Kerschbaum H H, Negulescu P A, Cahalan M D
Department of Physiology and Biophysics, University of California, Irvine 92717, USA.
J Immunol. 1997 Aug 15;159(4):1628-38.
Whole cell recordings were performed in parallel with measurements of intracellular Ca2+ ([Ca2+]i) and gene expression using the murine T cell hybridoma, B3Z, a cell line stably infected with a lacZ reporter gene, driven by the minimal IL-2 promoter (NF-AT, nuclear factor of activated T cells). The physiologic roles of ion channels in B3Z cells were investigated by correlating the pharmacology of channel block with [Ca2+]i, and expression of lacZ. In B3Z cells and activated human T cells, the major component of voltage-gated K+ (K(V)) current had biophysical and pharmacologic properties associated with type n channels encoded by Kv1.3; a minor K(V) component was charybdotoxin (CTX) resistant. Ca2+-activated K+ (K(Ca)) current was sensitive to CTX, but not to margatoxin (MgTX). Inwardly rectifying K+ (K(IR)) current was blocked completely by 200 microM of Ba2+. Outwardly rectifying Cl- currents were induced by cell swelling. An inwardly rectifying Ca2+ current (I(CRAC)) was activated by dialyzing the cell with 10 mM EGTA and 10 microM IP3. CTX reduced thapsigargin-stimulated [Ca2+]i signaling and gene expression by approximately 25%. Although the thapsigargin-stimulated [Ca2+]i signal was resistant to complete inhibition by K+ channel blockers, it was very sensitive to the K+ diffusion potential and Cl- removal, suggesting that drug-resistant K+ channels and perhaps Cl- channels can maintain a sufficiently negative membrane potential to drive Ca2+ influx. Neither [Ca2+]i signaling nor gene expression induced by stimulation of the CD3-epsilon subunit of the TCR was inhibited by ion channel blockers used in this study. We conclude that several channel types can contribute to maintenance of Vm, Ca2+ signals, and gene expression.

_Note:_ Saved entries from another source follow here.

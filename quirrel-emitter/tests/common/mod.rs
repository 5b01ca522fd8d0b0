// quirrel-emitter - Shared test helpers
// Copyright (c) 2026 Quirrel contributors. MIT licensed.

//! Test helpers: AST builders standing in for the upstream passes, and a
//! symbolic evaluator that runs emitted bytecode against an abstract
//! stack.
//!
//! The builders produce the elaborated nodes the real parser/binder/
//! checker pipeline would: every node carries a location and provenance,
//! dispatches carry bindings, and references to a user-defined function
//! name its `Let` through the binder-assigned side-table id.

#![allow(dead_code)]

use quirrel_ast::{
    BinOp, Binding, Bucket, Expr, ExprKind, ExprRef, LetDef, LetId, Loc, Op1, Op2, Provenance,
    Solution,
};
use quirrel_emitter::Instruction;

// =============================================================================
// Locations and provenance
// =============================================================================

pub fn loc(line: u32, text: &str) -> Loc {
    Loc::new(line, text)
}

pub fn static_prov(path: &str) -> Provenance {
    Provenance::Static(path.to_string())
}

// =============================================================================
// Node builders
// =============================================================================

pub fn node(loc: Loc, provenance: Provenance, kind: ExprKind) -> ExprRef {
    Expr::new(loc, provenance, kind).into()
}

pub fn num(loc: Loc, value: &str) -> ExprRef {
    node(loc, Provenance::Value, ExprKind::NumLit(value.to_string()))
}

pub fn str_lit(loc: Loc, value: &str) -> ExprRef {
    node(loc, Provenance::Value, ExprKind::StrLit(value.to_string()))
}

pub fn bool_lit(loc: Loc, value: bool) -> ExprRef {
    node(loc, Provenance::Value, ExprKind::BoolLit(value))
}

pub fn binary(loc: Loc, prov: Provenance, op: BinOp, left: ExprRef, right: ExprRef) -> ExprRef {
    node(loc, prov, ExprKind::Binary { op, left, right })
}

/// `left + right` with the provenance the checker would assign: the
/// non-value side, or value when both sides are values.
pub fn add(loc: Loc, left: ExprRef, right: ExprRef) -> ExprRef {
    let prov = combine_prov(&left.provenance, &right.provenance);
    binary(loc, prov, BinOp::Add, left, right)
}

pub fn combine_prov(left: &Provenance, right: &Provenance) -> Provenance {
    match (left, right) {
        (Provenance::Value, other) | (other, Provenance::Value) => other.clone(),
        (l, r) if l == r => l.clone(),
        (l, r) => Provenance::Union(Box::new(l.clone()), Box::new(r.clone())),
    }
}

pub fn new_(loc: Loc, id: u64, child: ExprRef) -> ExprRef {
    node(loc, Provenance::Dynamic(id), ExprKind::New(child))
}

pub fn neg(loc: Loc, child: ExprRef) -> ExprRef {
    let prov = child.provenance.clone();
    node(loc, prov, ExprKind::Neg(child))
}

pub fn comp(loc: Loc, child: ExprRef) -> ExprRef {
    let prov = child.provenance.clone();
    node(loc, prov, ExprKind::Comp(child))
}

pub fn paren(loc: Loc, child: ExprRef) -> ExprRef {
    let prov = child.provenance.clone();
    node(loc, prov, ExprKind::Paren(child))
}

pub fn relate(loc: Loc, from: ExprRef, to: ExprRef, in_: ExprRef) -> ExprRef {
    let prov = in_.provenance.clone();
    node(loc, prov, ExprKind::Relate { from, to, in_ })
}

pub fn descent(loc: Loc, child: ExprRef, property: &str) -> ExprRef {
    let prov = child.provenance.clone();
    node(
        loc,
        prov,
        ExprKind::Descent {
            child,
            property: property.to_string(),
        },
    )
}

pub fn deref(loc: Loc, left: ExprRef, right: ExprRef) -> ExprRef {
    let prov = combine_prov(&left.provenance, &right.provenance);
    node(loc, prov, ExprKind::Deref { left, right })
}

pub fn with_(loc: Loc, left: ExprRef, right: ExprRef) -> ExprRef {
    let prov = combine_prov(&left.provenance, &right.provenance);
    node(loc, prov, ExprKind::With { left, right })
}

pub fn where_(loc: Loc, left: ExprRef, right: ExprRef) -> ExprRef {
    let prov = left.provenance.clone();
    node(loc, prov, ExprKind::Where { left, right })
}

pub fn union_(loc: Loc, left: ExprRef, right: ExprRef) -> ExprRef {
    let prov = Provenance::Union(
        Box::new(left.provenance.clone()),
        Box::new(right.provenance.clone()),
    );
    node(loc, prov, ExprKind::Union { left, right })
}

pub fn intersect_(loc: Loc, left: ExprRef, right: ExprRef) -> ExprRef {
    let prov = left.provenance.clone();
    node(loc, prov, ExprKind::Intersect { left, right })
}

pub fn object(loc: Loc, prov: Provenance, fields: Vec<(&str, ExprRef)>) -> ExprRef {
    node(
        loc,
        prov,
        ExprKind::ObjectDef(
            fields
                .into_iter()
                .map(|(k, v)| (k.to_string(), v))
                .collect(),
        ),
    )
}

pub fn array(loc: Loc, prov: Provenance, values: Vec<ExprRef>) -> ExprRef {
    node(loc, prov, ExprKind::ArrayDef(values))
}

// =============================================================================
// Dispatch builders
// =============================================================================

/// `//path`: a `load` dispatch over the path literal.
pub fn load(loc: Loc, path: &str) -> ExprRef {
    let actual = str_lit(loc.clone(), path);
    node(
        loc,
        static_prov(path),
        ExprKind::Dispatch {
            name: "load".to_string(),
            actuals: vec![actual],
            binding: Binding::BuiltIn {
                name: "load".to_string(),
                arity: 1,
                reduction: false,
            },
            buckets: vec![],
        },
    )
}

/// A reduction built-in such as `count(actual)`.
pub fn reduce(loc: Loc, name: &str, actual: ExprRef) -> ExprRef {
    node(
        loc,
        Provenance::Value,
        ExprKind::Dispatch {
            name: name.to_string(),
            actuals: vec![actual],
            binding: Binding::BuiltIn {
                name: name.to_string(),
                arity: 1,
                reduction: true,
            },
            buckets: vec![],
        },
    )
}

pub fn stdlib1(loc: Loc, name: &str, actual: ExprRef) -> ExprRef {
    let prov = actual.provenance.clone();
    node(
        loc,
        prov,
        ExprKind::Dispatch {
            name: name.to_string(),
            actuals: vec![actual],
            binding: Binding::StdlibBuiltIn1(Op1::new(name)),
            buckets: vec![],
        },
    )
}

pub fn stdlib2(loc: Loc, name: &str, left: ExprRef, right: ExprRef) -> ExprRef {
    let prov = combine_prov(&left.provenance, &right.provenance);
    node(
        loc,
        prov,
        ExprKind::Dispatch {
            name: name.to_string(),
            actuals: vec![left, right],
            binding: Binding::StdlibBuiltIn2(Op2::new(name)),
            buckets: vec![],
        },
    )
}

/// The `Let` node for `name := left right`, with the binder-assigned id.
///
/// References to the definition (built before this node) use the same id.
pub fn let_def(
    loc: Loc,
    id: u32,
    name: &str,
    params: &[&str],
    left: ExprRef,
    right: ExprRef,
) -> ExprRef {
    let prov = right.provenance.clone();
    node(
        loc,
        prov,
        ExprKind::Let(LetDef {
            id: LetId(id),
            name: name.to_string(),
            params: params.iter().map(|p| p.to_string()).collect(),
            left,
            right,
        }),
    )
}

/// A dispatch resolving to the user-defined `let` with side-table id `id`.
pub fn dispatch_let(
    loc: Loc,
    prov: Provenance,
    id: u32,
    name: &str,
    actuals: Vec<ExprRef>,
) -> ExprRef {
    node(
        loc,
        prov,
        ExprKind::Dispatch {
            name: name.to_string(),
            actuals,
            binding: Binding::UserDef(LetId(id)),
            buckets: vec![],
        },
    )
}

/// A grouping dispatch: no actuals, one bucket per solved tic var.
pub fn dispatch_solve(
    loc: Loc,
    prov: Provenance,
    id: u32,
    name: &str,
    buckets: Vec<(&str, Bucket)>,
) -> ExprRef {
    node(
        loc,
        prov,
        ExprKind::Dispatch {
            name: name.to_string(),
            actuals: vec![],
            binding: Binding::UserDef(LetId(id)),
            buckets: buckets
                .into_iter()
                .map(|(n, b)| (n.to_string(), b))
                .collect(),
        },
    )
}

pub fn ticvar(loc: Loc, prov: Provenance, id: u32, name: &str) -> ExprRef {
    node(
        loc,
        prov,
        ExprKind::TicVar {
            name: name.to_string(),
            binding: Binding::UserDef(LetId(id)),
        },
    )
}

/// Rebuild `expr` with a constraining expression attached.
pub fn with_constraint(expr: &ExprRef, constraint: &ExprRef) -> ExprRef {
    let mut e = (**expr).clone();
    e.constraining = Some(constraint.clone());
    e.into()
}

pub fn group(origin: &ExprRef, target: &ExprRef, forest: Solution) -> Bucket {
    Bucket::Group {
        origin: origin.clone(),
        target: target.clone(),
        forest,
        extras: vec![],
    }
}

pub fn definition(expr: &ExprRef) -> Solution {
    Solution::Definition(expr.clone())
}

// =============================================================================
// Symbolic evaluation
// =============================================================================

/// A value on the abstract stack: enough structure to tell which
/// computation produced it, with dup copies comparing equal to their
/// original.
#[derive(Debug, Clone, PartialEq, Eq)]
pub enum Sym {
    Str(String),
    Num(String),
    Bool(bool),
    Unary(String, Box<Sym>),
    /// form ("cross" / "match"), operator, left, right.
    Binary(String, String, Box<Sym>, Box<Sym>),
    Filter(String, Box<Sym>, Box<Sym>),
    Reduce(String, Box<Sym>),
    Load(Box<Sym>),
    SetOp(String, Box<Sym>, Box<Sym>),
    Zip(bool, Box<Sym>, Box<Sym>),
    /// A value introduced by `Split`: (frame serial, push position).
    FrameVal(usize, usize),
    Merge(Box<Sym>),
}

/// Run `code` against an abstract stack and return the single final
/// value.
///
/// Panics if any instruction underflows the stack, if a `Merge` has no
/// open frame, or if the final stack holds anything but one value, so a
/// successful run checks the depth invariants independently of the
/// emitter's own bookkeeping.
pub fn sym_eval(code: &[Instruction]) -> Sym {
    let mut stack: Vec<Sym> = Vec::new();
    let mut frames: Vec<usize> = Vec::new();
    let mut splits = 0usize;

    let pop = |stack: &mut Vec<Sym>| stack.pop().expect("symbolic stack underflow");

    for instr in code {
        match instr {
            Instruction::PushString(s) => stack.push(Sym::Str(s.clone())),
            Instruction::PushNum(s) => stack.push(Sym::Num(s.clone())),
            Instruction::PushTrue => stack.push(Sym::Bool(true)),
            Instruction::PushFalse => stack.push(Sym::Bool(false)),
            Instruction::Dup => {
                let top = stack.last().expect("dup on empty stack").clone();
                stack.push(top);
            }
            Instruction::Swap(n) => {
                let len = stack.len();
                assert!(*n < len, "swap {} beyond stack depth {}", n, len);
                stack.swap(len - 1, len - 1 - n);
            }
            Instruction::Line(..) => {}
            Instruction::Map1(op) => {
                let value = pop(&mut stack);
                stack.push(Sym::Unary(op.to_string(), Box::new(value)));
            }
            Instruction::Map2Cross(op) => {
                let right = pop(&mut stack);
                let left = pop(&mut stack);
                stack.push(Sym::Binary(
                    "cross".to_string(),
                    op.to_string(),
                    Box::new(left),
                    Box::new(right),
                ));
            }
            Instruction::Map2Match(op) => {
                let right = pop(&mut stack);
                let left = pop(&mut stack);
                stack.push(Sym::Binary(
                    "match".to_string(),
                    op.to_string(),
                    Box::new(left),
                    Box::new(right),
                ));
            }
            Instruction::FilterCross { depth, .. } | Instruction::FilterMatch { depth, .. } => {
                assert_eq!(*depth, 0, "emitter only issues depth-0 filters");
                let form = if matches!(instr, Instruction::FilterCross { .. }) {
                    "cross"
                } else {
                    "match"
                };
                let pred = pop(&mut stack);
                let target = pop(&mut stack);
                stack.push(Sym::Filter(
                    form.to_string(),
                    Box::new(target),
                    Box::new(pred),
                ));
            }
            Instruction::Reduce(r) => {
                let value = pop(&mut stack);
                stack.push(Sym::Reduce(r.to_string(), Box::new(value)));
            }
            Instruction::SetReduce(r) => {
                let value = pop(&mut stack);
                stack.push(Sym::Reduce(r.to_string(), Box::new(value)));
            }
            Instruction::LoadLocal(_) => {
                let path = pop(&mut stack);
                stack.push(Sym::Load(Box::new(path)));
            }
            Instruction::IUnion | Instruction::IIntersect => {
                let right = pop(&mut stack);
                let left = pop(&mut stack);
                let name = if matches!(instr, Instruction::IUnion) {
                    "iunion"
                } else {
                    "iintersect"
                };
                stack.push(Sym::SetOp(
                    name.to_string(),
                    Box::new(left),
                    Box::new(right),
                ));
            }
            Instruction::ZipBuckets { disjoint } => {
                let right = pop(&mut stack);
                let left = pop(&mut stack);
                stack.push(Sym::Zip(*disjoint, Box::new(left), Box::new(right)));
            }
            Instruction::Split { n, k } => {
                assert!(stack.len() >= *n, "split underflow");
                for _ in 0..*n {
                    stack.pop();
                }
                for pos in 0..*k {
                    stack.push(Sym::FrameVal(splits, pos));
                }
                frames.push(*k);
                splits += 1;
            }
            Instruction::Merge => {
                let body = pop(&mut stack);
                let k = frames.pop().expect("merge without an open split frame");
                assert!(stack.len() >= k, "merge reclaims more than the stack holds");
                for _ in 0..k {
                    stack.pop();
                }
                stack.push(Sym::Merge(Box::new(body)));
            }
        }
    }

    assert!(frames.is_empty(), "unclosed split frame");
    assert_eq!(stack.len(), 1, "final stack must hold exactly one value");
    stack.pop().expect("final value")
}

/// Count instructions satisfying `pred`.
pub fn count_instrs(code: &[Instruction], pred: impl Fn(&Instruction) -> bool) -> usize {
    code.iter().filter(|i| pred(i)).count()
}

/// The non-`Line` instructions of `code`, for expectations that ignore
/// source markers.
pub fn without_lines(code: &[Instruction]) -> Vec<Instruction> {
    code.iter().filter(|i| !i.is_line()).cloned().collect()
}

采用小鼠T细胞杂交瘤B3Z进行全细胞记录,并同时测量细胞内Ca2+([Ca2+]i)和基因表达。B3Z细胞系稳定感染了由最小IL-2启动子(活化T细胞核因子,NF-AT)驱动的lacZ报告基因。通过将通道阻断药理学与[Ca2+]i及lacZ表达相关联,研究了B3Z细胞中离子通道的生理作用。在B3Z细胞和活化的人T细胞中,电压门控K+(K(V))电流的主要成分具有与Kv1.3编码的n型通道相关的生物物理和药理学特性;一个较小的K(V)成分对蝎毒素(CTX)具有抗性。Ca2+激活的K+(K(Ca))电流对CTX敏感,但对玛格毒素(MgTX)不敏感。内向整流K+(K(IR))电流被200μM的Ba2+完全阻断。细胞肿胀可诱导外向整流Cl-电流。通过用10 mM乙二醇双四乙酸(EGTA)和10μM肌醇-1,4,5-三磷酸(IP3)透析细胞,可激活内向整流Ca2+电流(I(CRAC))。CTX使毒胡萝卜素刺激的[Ca2+]i信号传导和基因表达降低约25%。尽管毒胡萝卜素刺激的[Ca2+]i信号对K+通道阻滞剂的完全抑制具有抗性,但它对K+扩散电位和Cl-去除非常敏感,这表明耐药性K+通道以及可能的Cl-通道可以维持足够负的膜电位以驱动Ca2+内流。本研究中使用的离子通道阻滞剂均未抑制由T细胞受体(TCR)的CD3-ε亚基刺激诱导的[Ca2+]i信号传导或基因表达。我们得出结论,几种通道类型可有助于维持膜电位(Vm)、Ca2+信号和基因表达。